____ Dataset content

//! Settings error types.

use thiserror::Error;

/// Errors that can occur when loading or parsing settings.
#[derive(Debug, Error)]
pub enum SettingsError {
    /// Failed to read the settings file from disk.
    #[error("failed to read settings file: {0}")]
    Io(#[from] std::io::Error),
    /// Failed to parse JSON in the settings file.
    #[error("failed to parse settings JSON: {0}")]
    Json(#[from] serde_json::Error),
    /// A settings value was invalid after merging.
    #[error("invalid settings value: {0}")]
    InvalidValue(String),
}

/// Result type for settings operations.
pub type Result<T> = std::result::Result<T, SettingsError>;

#[cfg(test)]
mod tests {
    use super::*;

    #[test]
    fn json_error_display() {
        let json_err = serde_json::from_str::<serde_json::Value>("invalid").unwrap_err();
        let err = SettingsError::Json(json_err);
        assert!(err.to_string().contains("parse settings JSON"));
    }

    #[test]
    fn invalid_value_display() {
        let err = SettingsError::InvalidValue("broadcastCapacity must be > 0".to_string());
        assert_eq!(
            err.to_string(),
            "invalid settings value: broadcastCapacity must be > 0"
        );
    }

    #[test]
    fn io_error_from_conversion() {
        let io_err = std::io::Error::new(std::io::ErrorKind::PermissionDenied, "denied");
        let err: SettingsError = io_err.into();
        assert!(matches!(err, SettingsError::Io(_)));
    }
}
use chrono::Utc;
use rusqlite::types::ToSql;
use tracing::instrument;

use switchboard_core::records::{NewSession, SessionPatch, SessionRecord};
use switchboard_core::{SessionId, UserId, WorkflowId};

use crate::database::Database;
use crate::error::StoreError;
use crate::row_helpers::{get, parse_enum, parse_time, parse_time_opt};

const COLUMNS: &str = "id, workflow_id, user_id, status, qr_code, pairing_code, phone_number,
                       name, last_seen, created_at, updated_at";

/// Session rows. Deletion is soft: a deleted row stays on disk with
/// `deleted_at` set and is invisible to every read.
pub struct SessionRepo {
    db: Database,
}

impl SessionRepo {
    pub fn new(db: Database) -> Self {
        Self { db }
    }

    /// Insert a session in INIT status. A soft-deleted row with the same id
    /// is revived with fresh fields; a live one is a conflict.
    #[instrument(skip(self, new), fields(session_id = %new.id))]
    pub fn create(&self, new: &NewSession) -> Result<SessionRecord, StoreError> {
        let now = Utc::now();
        let now_str = now.to_rfc3339();

        let changed = self.db.with_conn(|conn| {
            Ok(conn.execute(
                "INSERT INTO sessions (id, workflow_id, user_id, status, created_at, updated_at)
                 VALUES (?1, ?2, ?3, 'INIT', ?4, ?4)
                 ON CONFLICT(id) DO UPDATE SET
                     workflow_id = excluded.workflow_id,
                     user_id = excluded.user_id,
                     status = 'INIT',
                     qr_code = NULL,
                     pairing_code = NULL,
                     phone_number = NULL,
                     name = NULL,
                     last_seen = NULL,
                     created_at = excluded.created_at,
                     updated_at = excluded.updated_at,
                     deleted_at = NULL
                 WHERE sessions.deleted_at IS NOT NULL",
                rusqlite::params![
                    new.id.as_str(),
                    new.workflow_id.as_ref().map(WorkflowId::as_str),
                    new.user_id.as_ref().map(UserId::as_str),
                    now_str,
                ],
            )?)
        })?;

        if changed == 0 {
            return Err(StoreError::Conflict(format!("session {} already exists", new.id)));
        }

        Ok(SessionRecord {
            id: new.id.clone(),
            workflow_id: new.workflow_id.clone(),
            user_id: new.user_id.clone(),
            status: switchboard_core::SessionStatus::Init,
            qr_code: None,
            pairing_code: None,
            phone_number: None,
            name: None,
            last_seen: None,
            created_at: now,
            updated_at: now,
        })
    }

    #[instrument(skip(self), fields(session_id = %id))]
    pub fn get(&self, id: &SessionId) -> Result<Option<SessionRecord>, StoreError> {
        self.db.with_conn(|conn| {
            let mut stmt = conn.prepare(&format!(
                "SELECT {COLUMNS} FROM sessions WHERE id = ?1 AND deleted_at IS NULL"
            ))?;
            let mut rows = stmt.query([id.as_str()])?;
            match rows.next()? {
                Some(row) => row_to_session(row).map(Some),
                None => Ok(None),
            }
        })
    }

    /// Live sessions, oldest first.
    pub fn list(&self) -> Result<Vec<SessionRecord>, StoreError> {
        self.db.with_conn(|conn| {
            let mut stmt = conn.prepare(&format!(
                "SELECT {COLUMNS} FROM sessions WHERE deleted_at IS NULL ORDER BY created_at, id"
            ))?;
            let mut rows = stmt.query([])?;
            let mut results = Vec::new();
            while let Some(row) = rows.next()? {
                results.push(row_to_session(row)?);
            }
            Ok(results)
        })
    }

    /// Apply a partial update. Fails with NotFound for unknown or deleted ids.
    #[instrument(skip(self, patch), fields(session_id = %id))]
    pub fn update(&self, id: &SessionId, patch: &SessionPatch) -> Result<(), StoreError> {
        let mut columns: Vec<&'static str> = Vec::new();
        let mut params: Vec<Box<dyn ToSql>> = Vec::new();

        if let Some(status) = patch.status {
            columns.push("status");
            params.push(Box::new(status.to_string()));
        }
        if let Some(qr) = &patch.qr_code {
            columns.push("qr_code");
            params.push(Box::new(qr.clone()));
        }
        if let Some(code) = &patch.pairing_code {
            columns.push("pairing_code");
            params.push(Box::new(code.clone()));
        }
        if let Some(phone) = &patch.phone_number {
            columns.push("phone_number");
            params.push(Box::new(phone.clone()));
        }
        if let Some(name) = &patch.name {
            columns.push("name");
            params.push(Box::new(name.clone()));
        }
        if let Some(last_seen) = patch.last_seen {
            columns.push("last_seen");
            params.push(Box::new(last_seen.to_rfc3339()));
        }
        if let Some(workflow_id) = &patch.workflow_id {
            columns.push("workflow_id");
            params.push(Box::new(workflow_id.as_ref().map(|w| w.as_str().to_string())));
        }
        columns.push("updated_at");
        params.push(Box::new(Utc::now().to_rfc3339()));

        let assignments: Vec<String> = columns
            .iter()
            .enumerate()
            .map(|(i, col)| format!("{col} = ?{}", i + 1))
            .collect();
        let sql = format!(
            "UPDATE sessions SET {} WHERE id = ?{} AND deleted_at IS NULL",
            assignments.join(", "),
            params.len() + 1
        );
        params.push(Box::new(id.as_str().to_string()));

        let changed = self.db.with_conn(|conn| {
            let refs: Vec<&dyn ToSql> = params.iter().map(|p| p.as_ref()).collect();
            Ok(conn.execute(&sql, refs.as_slice())?)
        })?;

        if changed == 0 {
            return Err(StoreError::NotFound(format!("session {id}")));
        }
        Ok(())
    }

    /// Mark a session deleted. Returns false when there was no live row.
    #[instrument(skip(self), fields(session_id = %id))]
    pub fn soft_delete(&self, id: &SessionId) -> Result<bool, StoreError> {
        let now = Utc::now().to_rfc3339();
        self.db.with_conn(|conn| {
            let changed = conn.execute(
                "UPDATE sessions SET deleted_at = ?1, updated_at = ?1
                 WHERE id = ?2 AND deleted_at IS NULL",
                rusqlite::params![now, id.as_str()],
            )?;
            Ok(changed > 0)
        })
    }

    /// Remove the session row and everything recorded under it, deleted or not.
    #[instrument(skip(self), fields(session_id = %id))]
    pub fn purge(&self, id: &SessionId) -> Result<bool, StoreError> {
        self.db.with_conn(|conn| {
            let tx = conn.unchecked_transaction()?;
            for table in ["messages", "chats", "chat_groups"] {
                tx.execute(
                    &format!("DELETE FROM {table} WHERE session_id = ?1"),
                    [id.as_str()],
                )?;
            }
            let changed = tx.execute("DELETE FROM sessions WHERE id = ?1", [id.as_str()])?;
            tx.commit()?;
            Ok(changed > 0)
        })
    }
}

fn row_to_session(row: &rusqlite::Row<'_>) -> Result<SessionRecord, StoreError> {
    const T: &str = "sessions";
    let status: String = get(row, 3, T, "status")?;
    let created_at: String = get(row, 9, T, "created_at")?;
    let updated_at: String = get(row, 10, T, "updated_at")?;

    Ok(SessionRecord {
        id: SessionId::from_raw(get::<String>(row, 0, T, "id")?),
        workflow_id: get::<Option<String>>(row, 1, T, "workflow_id")?.map(WorkflowId::from_raw),
        user_id: get::<Option<String>>(row, 2, T, "user_id")?.map(UserId::from_raw),
        status: parse_enum(&status, T, "status")?,
        qr_code: get(row, 4, T, "qr_code")?,
        pairing_code: get(row, 5, T, "pairing_code")?,
        phone_number: get(row, 6, T, "phone_number")?,
        name: get(row, 7, T, "name")?,
        last_seen: parse_time_opt(get(row, 8, T, "last_seen")?, T, "last_seen")?,
        created_at: parse_time(&created_at, T, "created_at")?,
        updated_at: parse_time(&updated_at, T, "updated_at")?,
    })
}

________

Collect from the data above every line that includes "SessionPatch".

use switchboard_core::records::{NewSession, SessionPatch, SessionRecord};
    pub fn update(&self, id: &SessionId, patch: &SessionPatch) -> Result<(), StoreError> {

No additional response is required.